Rumors that the proposed station was actually constructed, at least partially, are prevalent. Evidence supporting the existence of the station includes the signal board, the cinderblock wall at the end of the tunnel (cinderblock, brick, and wooden partitions are used in other parts of the subway to seal potential expansion sites), and several signals for trains running from the station into Euclid Avenue facing the wall, including one directly in front of the wall. On online transit forums, such as the website SubChat, some have claimed to have known people who have seen the station. The New York Times, referring to the rumor as the "transit Atlantis", has likened it to the Roswell UFO incident or the Kennedy assassination conspiracy theories. Steve Krokowski, a retired transit worker and police officer, was quoted by the Times in reference to the station, mentioning:
- The taped-over portion of the signal board, which covers a label for the 76th Street station. (This control board actually exists, and has indeed been taped over.)

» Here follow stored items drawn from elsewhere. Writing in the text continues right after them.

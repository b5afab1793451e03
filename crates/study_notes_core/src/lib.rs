pub mod app;
pub mod catalog;
pub mod category;
pub mod domain;
pub mod error;
pub mod features;
pub mod filter;
pub mod gate;
pub mod ports;

#[cfg(test)]
mod testing;

pub use app::StudyApp;
pub use catalog::{CatalogEngine, CatalogPorts, CatalogView, DeleteOutcome, FavoriteToggle, NoteCard, Reloaded};
pub use category::Category;
pub use domain::{
    AuthSession, DeleteRequest, FavoriteMark, FavoriteRow, Identity, NewNote, Note, NoteDraft, Role,
    SessionEvent, SignUpProfile, UploadFile,
};
pub use error::{CatalogError, GateError, ScreenError, ValidationError};
pub use features::{FavoritesMode, FeatureConfig};
pub use filter::{compute_visible, FavoriteSet};
pub use gate::{IdentityState, SessionGate};
pub use ports::{
    AuthProvider, FavoriteTable, NoteTable, ObjectStore, PortError, PortResult, SessionEventStream,
};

- The remnants of the Pitkin Yard leads that head northeast and then stop near the aforementioned cinder-block wall. Krokowski tried to dig under the wall, and found a track tie, but stopped when the hole caved in.
- A retired police officer claimed that the cinder-block wall previously had a door, and that in the 1960s, he walked through it, and saw a station complete with everything except for turnstiles and token booths. Other "colleagues", all supposedly dead, also claimed to have seen the station, though whether anyone else actually made such claims is unknown.

However, there is also significant evidence against the existence of the station, including a lack of newspaper coverage, the lack of subway infrastructure such as ventilation grates or skylights on Pitkin Avenue in the area, and the absence of documentation of the work from the Board of Transportation or the Board of Estimate.